Regula Dettwiler lives in Vienna and Kleinriedenthal (Lower Austria) and works in the fields of drawing, installation, sculpture and art in public space.
Regula Dettwiler´s object of study is the artificial nature offered to us in a variety of places: from artificial leisure worlds to artificial flowers, which Dettwiler reproduces in the manner of an old master.
For this, she adapts the classification methods of the botanist and dissects often deceptively real bunches of plastic or silk into their components. Flower blossoms, calyx, seed, pods, stems, and leaves come together as a pseudo-scientific display board.
Only those who look closer can see the hints that they are surrogates, such as the little holes, with which the parts are bound together to a flower with the help of a pin system.
Dettwiler also records the species name and origin. Yet here is nor a reference to a plant´s native location, but instead, “Made in Taiwan”, or “Made in China.” Here, nature is part of a commodity aesthetic, reproduced decoration with great durability. The reference to the transience of everything beautiful, the dominant, metaphorical vanitas statement in Dutch still life painting, is invalid here.

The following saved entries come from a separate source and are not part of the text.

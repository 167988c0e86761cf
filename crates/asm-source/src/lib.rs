//! Source stream & input filters (`spec.md` §4.A component A).
//!
//! Filters form a LIFO stack (`spec.md` §9 "polymorphic input filters"): a
//! tagged enum rather than a trait object, so the stack is a plain `Vec`
//! with no boxing or dynamic dispatch. Each filter owns its buffer and
//! tracks its own source position; `FilterStack::read_line` asks the top
//! filter and pops it on exhaustion.

use asm_diag::SourcePos;
use std::collections::HashMap;
use std::sync::Arc;

/// `spec.md` §4.A: "maximum nesting depth 256 for macros and 64 for
/// includes; exceeding either is a fatal error on that line".
pub const MAX_MACRO_DEPTH: usize = 256;
pub const MAX_INCLUDE_DEPTH: usize = 64;

#[derive(Debug, thiserror::Error, Clone, Copy, PartialEq, Eq)]
pub enum FilterError {
    #[error("macro/repeat nesting exceeds the maximum depth of {0}")]
    MacroDepthExceeded(usize),
    #[error("include nesting exceeds the maximum depth of {0}")]
    IncludeDepthExceeded(usize),
}

/// Where a line of input came from, for diagnostics and introspection
/// (`current_source`).
#[derive(Debug, Clone, PartialEq, Eq)]
pub enum SourceDescriptor {
    Stream { file: Arc<str> },
    Macro { name: Arc<str> },
    Repeat { label: Arc<str> },
}

#[derive(Debug, Clone, PartialEq, Eq)]
pub struct LineRecord {
    pub text: String,
    pub source: SourceDescriptor,
}

/// A captured macro body and its parameter list, ready to be replayed by a
/// `MacroFilter` (`spec.md` §3 "Macro").
#[derive(Debug, Clone)]
pub struct MacroDef {
    pub name: Arc<str>,
    pub params: Vec<String>,
    pub defaults: Vec<Option<String>>,
    pub body: Vec<String>,
    pub case_sensitive: bool,
}

impl MacroDef {
    /// Bind `args` against the parameter list (falling back to declared
    /// defaults, then empty string) and produce a filter that replays the
    /// body with substitution applied line by line.
    pub fn invoke(&self, args: &[String], invocation_id: u64) -> MacroFilter {
        let mut bound = HashMap::new();
        for (i, param) in self.params.iter().enumerate() {
            let val = args
                .get(i)
                .cloned()
                .or_else(|| self.defaults.get(i).cloned().flatten())
                .unwrap_or_default();
            let key = normalize_key(param, self.case_sensitive);
            bound.insert(key, val);
        }
        MacroFilter {
            name: self.name.clone(),
            body: self.body.clone(),
            idx: 0,
            line_no: 0,
            args: bound,
            invocation_id,
            case_sensitive: self.case_sensitive,
        }
    }
}

fn normalize_key(name: &str, case_sensitive: bool) -> String {
    if case_sensitive {
        name.to_string()
    } else {
        name.to_lowercase()
    }
}

/// Replace `\argname` and `\@` occurrences in `line` using `args` (keys
/// already normalised the same way `args` was populated) and the running
/// invocation id.
fn substitute(line: &str, args: &HashMap<String, String>, invocation_id: u64, case_sensitive: bool) -> String {
    let mut out = String::with_capacity(line.len());
    let chars: Vec<char> = line.chars().collect();
    let mut i = 0;
    while i < chars.len() {
        if chars[i] == '\\' {
            if chars.get(i + 1) == Some(&'@') {
                out.push_str(&invocation_id.to_string());
                i += 2;
                continue;
            }
            let start = i + 1;
            let mut j = start;
            while j < chars.len() && (chars[j].is_alphanumeric() || chars[j] == '_') {
                j += 1;
            }
            if j > start {
                let name: String = chars[start..j].iter().collect();
                let key = normalize_key(&name, case_sensitive);
                if let Some(v) = args.get(&key) {
                    out.push_str(v);
                    i = j;
                    continue;
                }
            }
        }
        out.push(chars[i]);
        i += 1;
    }
    out
}

/// Reads physical lines from a whole-file buffer, folding `\`-terminated
/// continuations into one logical line (`spec.md` §4.A).
pub struct StreamFilter {
    file: Arc<str>,
    lines: Vec<String>,
    idx: usize,
    current_line_no: u32,
}

impl StreamFilter {
    pub fn new(file: impl Into<Arc<str>>, content: &str) -> Self {
        Self {
            file: file.into(),
            lines: content.lines().map(str::to_string).collect(),
            idx: 0,
            current_line_no: 0,
        }
    }

    fn read_line(&mut self) -> Option<LineRecord> {
        if self.idx >= self.lines.len() {
            return None;
        }
        let start_line = self.idx as u32 + 1;
        let mut logical = String::new();
        loop {
            if self.idx >= self.lines.len() {
                break;
            }
            let physical = self.lines[self.idx].clone();
            self.idx += 1;
            if let Some(stripped) = physical.strip_suffix('\\') {
                logical.push_str(stripped);
            } else {
                logical.push_str(&physical);
                break;
            }
        }
        self.current_line_no = start_line;
        Some(LineRecord {
            text: logical,
            source: SourceDescriptor::Stream {
                file: self.file.clone(),
            },
        })
    }

    fn translate_position(&self, column: u32) -> SourcePos {
        SourcePos::new(self.file.clone(), self.current_line_no, column)
    }
}

/// Replays a macro body, substituting `\argname`/`\@` as each line is read.
pub struct MacroFilter {
    name: Arc<str>,
    body: Vec<String>,
    idx: usize,
    line_no: u32,
    args: HashMap<String, String>,
    invocation_id: u64,
    case_sensitive: bool,
}

impl MacroFilter {
    fn read_line(&mut self) -> Option<LineRecord> {
        if self.idx >= self.body.len() {
            return None;
        }
        let raw = &self.body[self.idx];
        self.line_no = self.idx as u32 + 1;
        self.idx += 1;
        let text = substitute(raw, &self.args, self.invocation_id, self.case_sensitive);
        Some(LineRecord {
            text,
            source: SourceDescriptor::Macro {
                name: self.name.clone(),
            },
        })
    }

    fn translate_position(&self, column: u32) -> SourcePos {
        SourcePos::new(format!("<macro {}>", self.name), self.line_no, column)
    }
}

/// One iteration variable binding for `.irp`/`.irpc` (`spec.md` §4.A).
#[derive(Debug, Clone)]
pub struct IterVar {
    pub name: String,
    pub values: Vec<String>,
}

/// Replays a captured block `count` times (`.rept`), or once per value of an
/// iteration variable (`.irp`/`.irpc`), substituting like a macro body when
/// an iteration variable is present.
pub struct RepeatFilter {
    label: Arc<str>,
    body: Vec<String>,
    idx: usize,
    line_no: u32,
    pass: u64,
    count: u64,
    iter_var: Option<IterVar>,
    case_sensitive: bool,
}

impl RepeatFilter {
    pub fn rept(label: impl Into<Arc<str>>, body: Vec<String>, count: u64) -> Self {
        Self {
            label: label.into(),
            body,
            idx: 0,
            line_no: 0,
            pass: 0,
            count,
            iter_var: None,
            case_sensitive: true,
        }
    }

    pub fn irp(label: impl Into<Arc<str>>, body: Vec<String>, var: IterVar, case_sensitive: bool) -> Self {
        let count = var.values.len() as u64;
        Self {
            label: label.into(),
            body,
            idx: 0,
            line_no: 0,
            pass: 0,
            count,
            iter_var: Some(var),
            case_sensitive,
        }
    }

    fn read_line(&mut self) -> Option<LineRecord> {
        loop {
            if self.pass >= self.count {
                return None;
            }
            if self.idx >= self.body.len() {
                self.pass += 1;
                self.idx = 0;
                continue;
            }
            let raw = self.body[self.idx].clone();
            self.line_no = self.idx as u32 + 1;
            self.idx += 1;
            let text = match &self.iter_var {
                Some(v) => {
                    let mut args = HashMap::new();
                    args.insert(
                        normalize_key(&v.name, self.case_sensitive),
                        v.values[self.pass as usize].clone(),
                    );
                    substitute(&raw, &args, 0, self.case_sensitive)
                }
                None => raw,
            };
            return Some(LineRecord {
                text,
                source: SourceDescriptor::Repeat {
                    label: self.label.clone(),
                },
            });
        }
    }

    fn translate_position(&self, column: u32) -> SourcePos {
        SourcePos::new(format!("<repeat {}>", self.label), self.line_no, column)
    }
}

/// Tagged variant of {stream, macro, repeat} (`spec.md` §9).
pub enum Filter {
    Stream(StreamFilter),
    Macro(MacroFilter),
    Repeat(RepeatFilter),
}

impl Filter {
    fn read_line(&mut self) -> Option<LineRecord> {
        match self {
            Filter::Stream(f) => f.read_line(),
            Filter::Macro(f) => f.read_line(),
            Filter::Repeat(f) => f.read_line(),
        }
    }

    fn translate_position(&self, column: u32) -> SourcePos {
        match self {
            Filter::Stream(f) => f.translate_position(column),
            Filter::Macro(f) => f.translate_position(column),
            Filter::Repeat(f) => f.translate_position(column),
        }
    }

    fn source(&self) -> SourceDescriptor {
        match self {
            Filter::Stream(f) => SourceDescriptor::Stream {
                file: f.file.clone(),
            },
            Filter::Macro(f) => SourceDescriptor::Macro { name: f.name.clone() },
            Filter::Repeat(f) => SourceDescriptor::Repeat {
                label: f.label.clone(),
            },
        }
    }
}

/// Owns the LIFO filter stack and enforces the nesting-depth limits.
#[derive(Default)]
pub struct FilterStack {
    stack: Vec<Filter>,
    include_depth: usize,
    macro_depth: usize,
}

impl FilterStack {
    pub fn new() -> Self {
        Self::default()
    }

    pub fn push_stream(&mut self, filter: StreamFilter) -> Result<(), FilterError> {
        if self.include_depth >= MAX_INCLUDE_DEPTH {
            return Err(FilterError::IncludeDepthExceeded(MAX_INCLUDE_DEPTH));
        }
        self.include_depth += 1;
        self.stack.push(Filter::Stream(filter));
        Ok(())
    }

    pub fn push_macro(&mut self, filter: MacroFilter) -> Result<(), FilterError> {
        if self.macro_depth >= MAX_MACRO_DEPTH {
            return Err(FilterError::MacroDepthExceeded(MAX_MACRO_DEPTH));
        }
        self.macro_depth += 1;
        self.stack.push(Filter::Macro(filter));
        Ok(())
    }

    pub fn push_repeat(&mut self, filter: RepeatFilter) -> Result<(), FilterError> {
        if self.macro_depth >= MAX_MACRO_DEPTH {
            return Err(FilterError::MacroDepthExceeded(MAX_MACRO_DEPTH));
        }
        self.macro_depth += 1;
        self.stack.push(Filter::Repeat(filter));
        Ok(())
    }

    /// Pull one logical line from the top filter, popping exhausted filters
    /// until a line is produced or the stack empties.
    pub fn read_line(&mut self) -> Option<LineRecord> {
        loop {
            let line = self.stack.last_mut()?.read_line();
            if let Some(line) = line {
                return Some(line);
            }
            match self.stack.pop().unwrap() {
                Filter::Stream(_) => self.include_depth -= 1,
                Filter::Macro(_) | Filter::Repeat(_) => self.macro_depth -= 1,
            }
        }
    }

    pub fn translate_position(&self, column: u32) -> Option<SourcePos> {
        self.stack.last().map(|f| f.translate_position(column))
    }

    pub fn current_source(&self) -> Option<SourceDescriptor> {
        self.stack.last().map(|f| f.source())
    }

    pub fn current_macro_substitution(&self) -> Option<Arc<str>> {
        match self.stack.last()? {
            Filter::Macro(f) => Some(f.name.clone()),
            _ => None,
        }
    }

    pub fn depth(&self) -> usize {
        self.stack.len()
    }

    pub fn is_empty(&self) -> bool {
        self.stack.is_empty()
    }
}

#[cfg(test)]
mod tests {
    use super::*;

    #[test]
    fn stream_filter_folds_line_continuations() {
        let mut f = StreamFilter::new("a.s", "foo \\\nbar\nbaz");
        let l1 = f.read_line().unwrap();
        assert_eq!(l1.text, "foo bar");
        let l2 = f.read_line().unwrap();
        assert_eq!(l2.text, "baz");
        assert!(f.read_line().is_none());
    }

    #[test]
    fn macro_filter_substitutes_args_and_invocation_id() {
        let def = MacroDef {
            name: "pair".into(),
            params: vec!["a".into(), "b".into()],
            defaults: vec![None, None],
            body: vec![".byte \\a, \\b, \\@".into()],
            case_sensitive: false,
        };
        let mut filter = def.invoke(&["5".into(), "6".into()], 3);
        let line = filter.read_line().unwrap();
        assert_eq!(line.text, ".byte 5, 6, 3");
        assert!(filter.read_line().is_none());
    }

    #[test]
    fn macro_filter_falls_back_to_default_for_missing_arg() {
        let def = MacroDef {
            name: "m".into(),
            params: vec!["a".into()],
            defaults: vec![Some("9".into())],
            body: vec!["\\a".into()],
            case_sensitive: false,
        };
        let mut filter = def.invoke(&[], 0);
        assert_eq!(filter.read_line().unwrap().text, "9");
    }

    #[test]
    fn rept_replays_body_n_times() {
        let mut f = RepeatFilter::rept("r", vec![".byte 0xAA".into()], 3);
        let lines: Vec<_> = std::iter::from_fn(|| f.read_line()).collect();
        assert_eq!(lines.len(), 3);
        assert!(lines.iter().all(|l| l.text == ".byte 0xAA"));
    }

    #[test]
    fn irp_binds_one_value_per_pass() {
        let var = IterVar {
            name: "x".into(),
            values: vec!["1".into(), "2".into(), "3".into()],
        };
        let mut f = RepeatFilter::irp("r", vec![".byte \\x".into()], var, false);
        let lines: Vec<_> = std::iter::from_fn(|| f.read_line())
            .map(|l| l.text)
            .collect();
        assert_eq!(lines, vec![".byte 1", ".byte 2", ".byte 3"]);
    }

    #[test]
    fn filter_stack_pops_exhausted_filters_and_resumes_enclosing() {
        let mut stack = FilterStack::new();
        stack.push_stream(StreamFilter::new("outer.s", "a\nb")).unwrap();
        // Simulate a macro invocation interleaved mid-stream.
        let line = stack.read_line().unwrap();
        assert_eq!(line.text, "a");
        let def = MacroDef {
            name: "m".into(),
            params: vec![],
            defaults: vec![],
            body: vec!["inner".into()],
            case_sensitive: true,
        };
        stack.push_macro(def.invoke(&[], 1)).unwrap();
        assert_eq!(stack.read_line().unwrap().text, "inner");
        // Macro exhausted, falls back to the stream filter's next line.
        assert_eq!(stack.read_line().unwrap().text, "b");
        assert!(stack.read_line().is_none());
        assert!(stack.is_empty());
    }

    #[test]
    fn include_depth_limit_is_enforced() {
        let mut stack = FilterStack::new();
        for i in 0..MAX_INCLUDE_DEPTH {
            stack
                .push_stream(StreamFilter::new(format!("f{i}.s"), "x"))
                .unwrap();
        }
        assert_eq!(
            stack.push_stream(StreamFilter::new("overflow.s", "x")),
            Err(FilterError::IncludeDepthExceeded(MAX_INCLUDE_DEPTH))
        );
    }
}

Dettwiler´s botanical studies present industrially produced plants as series objects of research in an overly meticulous, protracted process, as though this were a hitherto undeveloped scientific field. On her large sheets, through earnestness an achieved realism, the artist lends a unique aura to a phenomenon previously dismissed with an upturned nose (but that´s just plastic!).
Her archive is one of artificiality and globalization of production. Orchids are also mass-produced throughout the world at low cost and are thus available to all and, most important, are affordable. The rarity, the delicate cultivation and care, that previously surrounded the status symbol are long gone.
The new, artificial production is marked by its ready availability to all. It has long been integrated into common circulation of quickly consumed and discarded commodities.
Nature no longer sets the conditions for enjoyment; instead, everyone can decide how long he or she wants to take pleasure, when room decorations that one has bought no longer match the furniture or carpet.
Dettwiler accompanies this process with a subtle critique without wagging a warning finger or making accusations.